In Vertigo, a Spanish-style ruby drop pendant is essential to the plot and climax. The exquisite necklace appears several times in the movie: in a painting, around Kim Novak’s neck, and even in James Stewart’s fevered dream. But its reappearance around Novak’s neck is what convinces Stewart the ruby pendant is the unexpected clue to a murder.
Rear Window also uses jewelry as a vital clue. James Stewart and Grace Kelly suspect that a neighbor they spy on across the courtyard of Stewart’s apartment has murdered his wife. Their proof depends on finding the missing woman’s wedding ring. “A woman going anywhere but the hospital would always take makeup,perfume and jewelry…The last thing she would leave behind would be a wedding ring,” says Kelly, who impulsively breaks into the man’s apartment to find it – while Stewart watches through binoculars from his wheelchair.
In Lifeboat, Tallulah Bankhead is lost at sea after a U-boat sinks her ship. She surrenders her spectacular diamond bracelet as fish bait in a selfless act to help feed her fellow survivors.
Young heroine, Teresa Wright, is thrilled when her uncle, Joseph Cotton, gives her an emerald ring in Shadow of a Doubt. But when she holds the ring up to the light, she sees engraved initials inside the ring that match those of a victim of a wanted serial killer. She figures out the murderer is her uncle.
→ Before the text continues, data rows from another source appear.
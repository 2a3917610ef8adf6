//! Metadata record storage.
//!
//! Records are JSON values grouped into named collections and addressed by key. The JSON
//! backend keeps one document per record inside a [`BlobStore`] so that metadata survives
//! process restarts and can be re-read with [`MetadataStore::refresh`].

use std::collections::BTreeMap;

use serde::{Deserialize, Serialize};
use serde_json::Value;
use tracing::{debug, info, instrument, warn};

use super::blob::BlobStore;
use crate::error::{Error, Result};

/// Named-collection key/value record store.
pub trait MetadataStore: Send {
    /// Create or replace the record under `collection`/`key`.
    fn set(&mut self, collection: &str, key: &str, record: Value) -> Result<()>;

    /// Fetch a record, failing with NotFound if absent.
    fn get(&self, collection: &str, key: &str) -> Result<Value>;

    /// All `(key, record)` pairs of a collection in ascending key order.
    ///
    /// A collection that was never written is empty.
    fn list(&self, collection: &str) -> Result<Vec<(String, Value)>>;

    /// Remove a record, failing with NotFound if absent.
    fn delete(&mut self, collection: &str, key: &str) -> Result<()>;

    /// Re-synchronize in-memory state with persisted state.
    fn refresh(&mut self) -> Result<()>;
}

type Collections = BTreeMap<String, BTreeMap<String, Value>>;

fn record_not_found(collection: &str, key: &str) -> Error {
    Error::not_found(format!("record {collection}/{key}"))
}

/// Metadata store held entirely in memory.
#[derive(Debug, Clone, Default)]
pub struct InMemoryMetadataStore {
    collections: Collections,
}

impl InMemoryMetadataStore {
    pub fn new() -> Self {
        Self::default()
    }
}

impl MetadataStore for InMemoryMetadataStore {
    fn set(&mut self, collection: &str, key: &str, record: Value) -> Result<()> {
        self.collections
            .entry(collection.to_string())
            .or_default()
            .insert(key.to_string(), record);
        Ok(())
    }

    fn get(&self, collection: &str, key: &str) -> Result<Value> {
        self.collections
            .get(collection)
            .and_then(|records| records.get(key))
            .cloned()
            .ok_or_else(|| record_not_found(collection, key))
    }

    fn list(&self, collection: &str) -> Result<Vec<(String, Value)>> {
        Ok(self
            .collections
            .get(collection)
            .map(|records| {
                records
                    .iter()
                    .map(|(k, v)| (k.clone(), v.clone()))
                    .collect()
            })
            .unwrap_or_default())
    }

    fn delete(&mut self, collection: &str, key: &str) -> Result<()> {
        self.collections
            .get_mut(collection)
            .and_then(|records| records.remove(key))
            .map(|_| ())
            .ok_or_else(|| record_not_found(collection, key))
    }

    fn refresh(&mut self) -> Result<()> {
        Ok(())
    }
}

/// On-disk shape of a single record document.
#[derive(Debug, Serialize, Deserialize)]
struct RecordDocument {
    collection: String,
    key: String,
    record: Value,
}

/// Metadata store persisting each record as a JSON document in a blob store.
///
/// Documents live at `{collection}/{hex(key)}.json`; hex-encoding the key keeps ids that
/// contain `/`, `+` or `=` usable as file names.
#[derive(Debug)]
pub struct JsonMetadataStore<B: BlobStore> {
    storage: B,
    collections: Collections,
}

impl<B: BlobStore> JsonMetadataStore<B> {
    /// Create a store over `storage` and load every persisted document.
    pub fn open(storage: B) -> Result<Self> {
        let mut store = Self {
            storage,
            collections: Collections::new(),
        };
        store.refresh()?;
        Ok(store)
    }

    fn document_path(collection: &str, key: &str) -> Result<String> {
        if collection.is_empty() || collection.contains(['/', '\\']) || collection == ".." {
            return Err(Error::invalid_argument(format!(
                "invalid collection name: {collection:?}"
            )));
        }
        Ok(format!("{collection}/{}.json", hex::encode(key.as_bytes())))
    }

    fn load_document(&self, path: &str) -> Result<RecordDocument> {
        let bytes = self.storage.load(path)?;
        serde_json::from_slice(&bytes)
            .map_err(|e| Error::serialization(format!("metadata document {path}: {e}")))
    }
}

impl<B: BlobStore> MetadataStore for JsonMetadataStore<B> {
    #[instrument(skip(self, record))]
    fn set(&mut self, collection: &str, key: &str, record: Value) -> Result<()> {
        let path = Self::document_path(collection, key)?;
        let document = RecordDocument {
            collection: collection.to_string(),
            key: key.to_string(),
            record,
        };
        let bytes = serde_json::to_vec_pretty(&document)?;
        self.storage.save(&bytes, &path)?;

        self.collections
            .entry(document.collection)
            .or_default()
            .insert(document.key, document.record);
        debug!(path = %path, "Persisted metadata record");
        Ok(())
    }

    fn get(&self, collection: &str, key: &str) -> Result<Value> {
        self.collections
            .get(collection)
            .and_then(|records| records.get(key))
            .cloned()
            .ok_or_else(|| record_not_found(collection, key))
    }

    fn list(&self, collection: &str) -> Result<Vec<(String, Value)>> {
        Ok(self
            .collections
            .get(collection)
            .map(|records| {
                records
                    .iter()
                    .map(|(k, v)| (k.clone(), v.clone()))
                    .collect()
            })
            .unwrap_or_default())
    }

    #[instrument(skip(self))]
    fn delete(&mut self, collection: &str, key: &str) -> Result<()> {
        if !self
            .collections
            .get(collection)
            .is_some_and(|records| records.contains_key(key))
        {
            return Err(record_not_found(collection, key));
        }

        let path = Self::document_path(collection, key)?;
        match self.storage.delete(&path) {
            Ok(()) => {}
            // Already gone on disk; dropping the in-memory copy is enough.
            Err(e) if e.is_not_found() => {
                warn!(path = %path, "Metadata document missing on delete");
            }
            Err(e) => return Err(e),
        }

        if let Some(records) = self.collections.get_mut(collection) {
            records.remove(key);
        }
        Ok(())
    }

    fn refresh(&mut self) -> Result<()> {
        let paths = match self.storage.list("") {
            Ok(paths) => paths,
            Err(e) if e.is_not_found() => Vec::new(),
            Err(e) => return Err(e),
        };

        let mut collections = Collections::new();
        for path in paths.iter().filter(|p| p.ends_with(".json")) {
            let document = self.load_document(path)?;
            collections
                .entry(document.collection)
                .or_default()
                .insert(document.key, document.record);
        }

        let total: usize = collections.values().map(BTreeMap::len).sum();
        self.collections = collections;
        info!(
            backend = self.storage.backend_type(),
            records = total,
            "Refreshed metadata store"
        );
        Ok(())
    }
}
Cary Grant plays a smooth, rakish ex-jewel thief living on the Riviera in To Catch a Thief and is the suspect in a series of burglaries. Grace Kelly tries to tempt him with a splashy but fake diamond necklace in order to prove him guilty. But Grant, with an eye as practiced as a gemologist, admonishes Kelly saying, “You know as well as I do this is an imitation.”